June smiled, but then her eyes flicked away. It hit me, again, how little I really knew about her life these days. She’d become… compact. Like someone who kept everything folded inside.
I led her upstairs, my hand grazing the old wooden banister. It had always been loose near the top. Another thing Iris had planned to fix and never did.
“The front room’s yours,” I said, pushing the door open. Sunlight spilled in through lace curtains, casting soft patterns over the antique bedspread. “It still gets the best light.”
June stood in the doorway, arms crossed. “I haven’t slept in this room since I was seventeen.”
“You haven’t been here since you were seventeen.”
She didn’t respond, just set her bag down and walked to the window.
I stepped back into the hallway. My old room across the hall was smaller than I remembered. I dropped my overnight bag by the foot of the bed and sat on the edge of the mattress. The springs creaked in a familiar way, like they remembered me. Like the house was holding its breath.
I reached for my phone and hovered over Daniel’s name.
We made it. The house is still standing.
I didn’t hit send. I deleted the message, tossed the phone aside, and lay back, staring at the water-stained ceiling. I’d told myself I didn’t need to explain everything to my sisters—not yet. But if Willa and June found out from anyone else first…
A small voice called up the stairs.
“Aunt Harper!”
I pushed up onto my elbows. “Yeah, sweetie?”
“I found a treasure!”
That could mean anything from a dead moth to a rock with sparkles in it, but I went downstairs anyway. Lily stood by the baseboard heater near the kitchen, holding something in both hands like it might flutter away.
It was a butterfly pin. Gold and enamel, with tiny blue stones set in the wings. Old, but beautiful.
“Where did you find this?”
“In the floor!” she said. “It was hiding, but I found it. I think it’s from Grandma Iris. I think she left it for me.”
I looked down at her, that pin gleaming in her little hands like a secret. I hadn’t seen it in years, but I remembered it. Iris used to wear it every Sunday, pinned to the neckline of her cardigans.

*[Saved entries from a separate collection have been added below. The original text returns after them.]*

//! The Abstract Syntax Tree for a parsed query. The nodes are a pure
//! syntactic description: they only say what the query looks like, not what it
//! means or how to execute it. Display renders the tree for inspection.

use std::fmt;

/// A parsed SELECT query.
#[derive(Clone, Debug, PartialEq)]
pub struct Query {
    /// The SELECT projection.
    pub select: Select,
    /// The FROM tables, in source order. Never empty.
    pub from: Vec<Table>,
    /// The WHERE condition, if any.
    pub filter: Option<Expression>,
}

/// A SELECT projection.
#[derive(Clone, Debug, PartialEq)]
pub struct Select {
    /// The projected expressions, in source order. Never empty; a bare * is
    /// represented as a sole Expression::All field.
    pub fields: Vec<Expression>,
}

/// A FROM table, with an optional bare alias.
#[derive(Clone, Debug, PartialEq)]
pub struct Table {
    pub name: String,
    pub alias: Option<String>,
}

/// Expressions. A strict tree: parents exclusively own their children, and
/// binary operators always have both operands (there is no way to construct
/// one without).
#[derive(Clone, Debug, PartialEq)]
pub enum Expression {
    /// All columns, i.e. *.
    All,
    /// A column reference, optionally qualified by a table name or alias.
    Field(Option<String>, String),
    /// A literal value.
    Literal(Literal),
    /// A function call with its arguments, possibly empty.
    Function(String, Vec<Expression>),
    /// An operator applied to one or two operand expressions.
    Operator(Operator),
}

/// Literal values. Numbers keep their original source text rather than a
/// parsed value, so the tree preserves the exact representation.
#[derive(Clone, Debug, PartialEq)]
pub enum Literal {
    Null,
    Boolean(bool),
    Number(String),
    String(String),
}

/// Operators. Binary variants hold the left operand first.
#[derive(Clone, Debug, PartialEq)]
pub enum Operator {
    Add(Box<Expression>, Box<Expression>),                // a + b
    And(Box<Expression>, Box<Expression>),                // a AND b
    Divide(Box<Expression>, Box<Expression>),             // a / b
    Equal(Box<Expression>, Box<Expression>),              // a = b
    GreaterThan(Box<Expression>, Box<Expression>),        // a > b
    GreaterThanOrEqual(Box<Expression>, Box<Expression>), // a >= b
    LessThan(Box<Expression>, Box<Expression>),           // a < b
    LessThanOrEqual(Box<Expression>, Box<Expression>),    // a <= b
    Multiply(Box<Expression>, Box<Expression>),           // a * b
    Not(Box<Expression>),                                 // NOT a
    NotEqual(Box<Expression>, Box<Expression>),           // a != b
    Or(Box<Expression>, Box<Expression>),                 // a OR b
    Subtract(Box<Expression>, Box<Expression>),           // a - b
}

impl From<Literal> for Expression {
    fn from(literal: Literal) -> Self {
        Self::Literal(literal)
    }
}

impl From<Operator> for Expression {
    fn from(operator: Operator) -> Self {
        Self::Operator(operator)
    }
}

/// Renders the query as a tree, visiting every node exactly once in the order
/// Select (fields in source order), From (tables in source order), then Where
/// if a filter is present. This is a pure read of the tree and is repeatable.
impl fmt::Display for Query {
    fn fmt(&self, f: &mut fmt::Formatter<'_>) -> fmt::Result {
        write!(f, "Query")?;

        let prefix = branch(f, "", false)?;
        write!(f, "Select")?;
        let fields = self.select.fields.len();
        for (i, field) in self.select.fields.iter().enumerate() {
            field.format(f, &prefix, i + 1 == fields)?;
        }

        let prefix = branch(f, "", self.filter.is_none())?;
        write!(f, "From")?;
        let tables = self.from.len();
        for (i, table) in self.from.iter().enumerate() {
            branch(f, &prefix, i + 1 == tables)?;
            write!(f, "{table}")?;
        }

        if let Some(filter) = &self.filter {
            let prefix = branch(f, "", true)?;
            write!(f, "Where")?;
            filter.format(f, &prefix, true)?;
        }
        Ok(())
    }
}

impl fmt::Display for Table {
    fn fmt(&self, f: &mut fmt::Formatter<'_>) -> fmt::Result {
        match &self.alias {
            Some(alias) => write!(f, "Table: {} AS {alias}", self.name),
            None => write!(f, "Table: {}", self.name),
        }
    }
}

impl fmt::Display for Literal {
    fn fmt(&self, f: &mut fmt::Formatter<'_>) -> fmt::Result {
        match self {
            Self::Null => write!(f, "Null"),
            Self::Boolean(b) => write!(f, "Boolean: {b}"),
            Self::Number(n) => write!(f, "Number: {n}"),
            Self::String(s) => write!(f, "String: \"{s}\""),
        }
    }
}

impl Expression {
    /// Recursively formats the expression as a branch of the tree, labeling
    /// each node with its variant and recursing into operands and arguments
    /// left to right.
    fn format(&self, f: &mut fmt::Formatter<'_>, prefix: &str, last: bool) -> fmt::Result {
        let prefix = branch(f, prefix, last)?;
        match self {
            Self::All => write!(f, "All"),
            Self::Field(None, name) => write!(f, "Field: {name}"),
            Self::Field(Some(table), name) => write!(f, "Field: {table}.{name}"),
            Self::Literal(literal) => write!(f, "{literal}"),
            Self::Function(name, args) => {
                write!(f, "Function: {name}")?;
                let count = args.len();
                for (i, arg) in args.iter().enumerate() {
                    arg.format(f, &prefix, i + 1 == count)?;
                }
                Ok(())
            }
            Self::Operator(operator) => operator.format(f, &prefix),
        }
    }
}

impl Operator {
    fn format(&self, f: &mut fmt::Formatter<'_>, prefix: &str) -> fmt::Result {
        let (label, operands) = match self {
            Self::Add(lhs, rhs) => ("Add", vec![lhs.as_ref(), rhs.as_ref()]),
            Self::And(lhs, rhs) => ("And", vec![lhs.as_ref(), rhs.as_ref()]),
            Self::Divide(lhs, rhs) => ("Divide", vec![lhs.as_ref(), rhs.as_ref()]),
            Self::Equal(lhs, rhs) => ("Equal", vec![lhs.as_ref(), rhs.as_ref()]),
            Self::GreaterThan(lhs, rhs) => ("GreaterThan", vec![lhs.as_ref(), rhs.as_ref()]),
            Self::GreaterThanOrEqual(lhs, rhs) => {
                ("GreaterThanOrEqual", vec![lhs.as_ref(), rhs.as_ref()])
            }
            Self::LessThan(lhs, rhs) => ("LessThan", vec![lhs.as_ref(), rhs.as_ref()]),
            Self::LessThanOrEqual(lhs, rhs) => {
                ("LessThanOrEqual", vec![lhs.as_ref(), rhs.as_ref()])
            }
            Self::Multiply(lhs, rhs) => ("Multiply", vec![lhs.as_ref(), rhs.as_ref()]),
            Self::Not(expr) => ("Not", vec![expr.as_ref()]),
            Self::NotEqual(lhs, rhs) => ("NotEqual", vec![lhs.as_ref(), rhs.as_ref()]),
            Self::Or(lhs, rhs) => ("Or", vec![lhs.as_ref(), rhs.as_ref()]),
            Self::Subtract(lhs, rhs) => ("Subtract", vec![lhs.as_ref(), rhs.as_ref()]),
        };
        write!(f, "{label}")?;
        let count = operands.len();
        for (i, operand) in operands.into_iter().enumerate() {
            operand.format(f, prefix, i + 1 == count)?;
        }
        Ok(())
    }
}

/// Writes a tree branch for a child node: a newline, the parent's prefix, and
/// a branch glyph. Returns the prefix for the child's own children.
fn branch(f: &mut fmt::Formatter<'_>, prefix: &str, last: bool) -> Result<String, fmt::Error> {
    writeln!(f)?;
    write!(f, "{prefix}")?;
    match last {
        true => {
            write!(f, "└─ ")?;
            Ok(format!("{prefix}   "))
        }
        false => {
            write!(f, "├─ ")?;
            Ok(format!("{prefix}│  "))
        }
    }
}

#[cfg(test)]
mod tests {
    use crate::sql::parser::{Parser, Scanner};

    /// Scans, parses, and renders the input query.
    fn render(input: &str) -> String {
        let (tokens, errors) = Scanner::new(input).scan();
        assert_eq!(errors, Vec::new());
        let query = Parser::new(tokens).parse().expect("parse failed");
        format!("{query}")
    }

    #[test]
    fn renders_all_clauses() {
        assert_eq!(
            render("select t.x, f(a, b) from t, u alt where x > 1 and not done;"),
            [
                "Query",
                "├─ Select",
                "│  ├─ Field: t.x",
                "│  └─ Function: f",
                "│     ├─ Field: a",
                "│     └─ Field: b",
                "├─ From",
                "│  ├─ Table: t",
                "│  └─ Table: u AS alt",
                "└─ Where",
                "   └─ And",
                "      ├─ GreaterThan",
                "      │  ├─ Field: x",
                "      │  └─ Number: 1",
                "      └─ Not",
                "         └─ Field: done",
            ]
            .join("\n")
        );
    }

    #[test]
    fn renders_star_without_where() {
        assert_eq!(
            render("select * from t;"),
            ["Query", "├─ Select", "│  └─ All", "└─ From", "   └─ Table: t"].join("\n")
        );
    }

    #[test]
    fn renders_literals() {
        assert_eq!(
            render(r#"select 3.14, "hi", true, false, null from t;"#),
            [
                "Query",
                "├─ Select",
                "│  ├─ Number: 3.14",
                "│  ├─ String: \"hi\"",
                "│  ├─ Boolean: true",
                "│  ├─ Boolean: false",
                "│  └─ Null",
                "└─ From",
                "   └─ Table: t",
            ]
            .join("\n")
        );
    }

    #[test]
    fn rendering_is_repeatable() {
        let (tokens, _) = Scanner::new("select a - b - c from t where a or b;").scan();
        let query = Parser::new(tokens).parse().expect("parse failed");
        assert_eq!(format!("{query}"), format!("{query}"));
    }
}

“I think you might be right,” I said softly. “It’s perfect for you.”
She beamed.
June came into the kitchen just as Lily darted outside, pin in hand. “She’s already turning this into a fairy tale.”
“She has Iris’s imagination,” I said.
June gave a tired smile, then gestured to the table. “There’s an envelope here. SaysTo My Girls.Legal stationery. I think it’s from her attorney.”
Of course. Iris wouldn’t have been able to resist one last surprise.
I picked it up. The flap had already been sliced open, probably mailed weeks ago. Inside was a single typed page on the letterhead of a local law firm. Iris’s attorney, Henry Boyd, had been her neighbor for years and probably knew her better than any of us.
To my beloved granddaughters,
You’re standing in the house where you became sisters. Where you learned to fight, to dream, to belong to one another.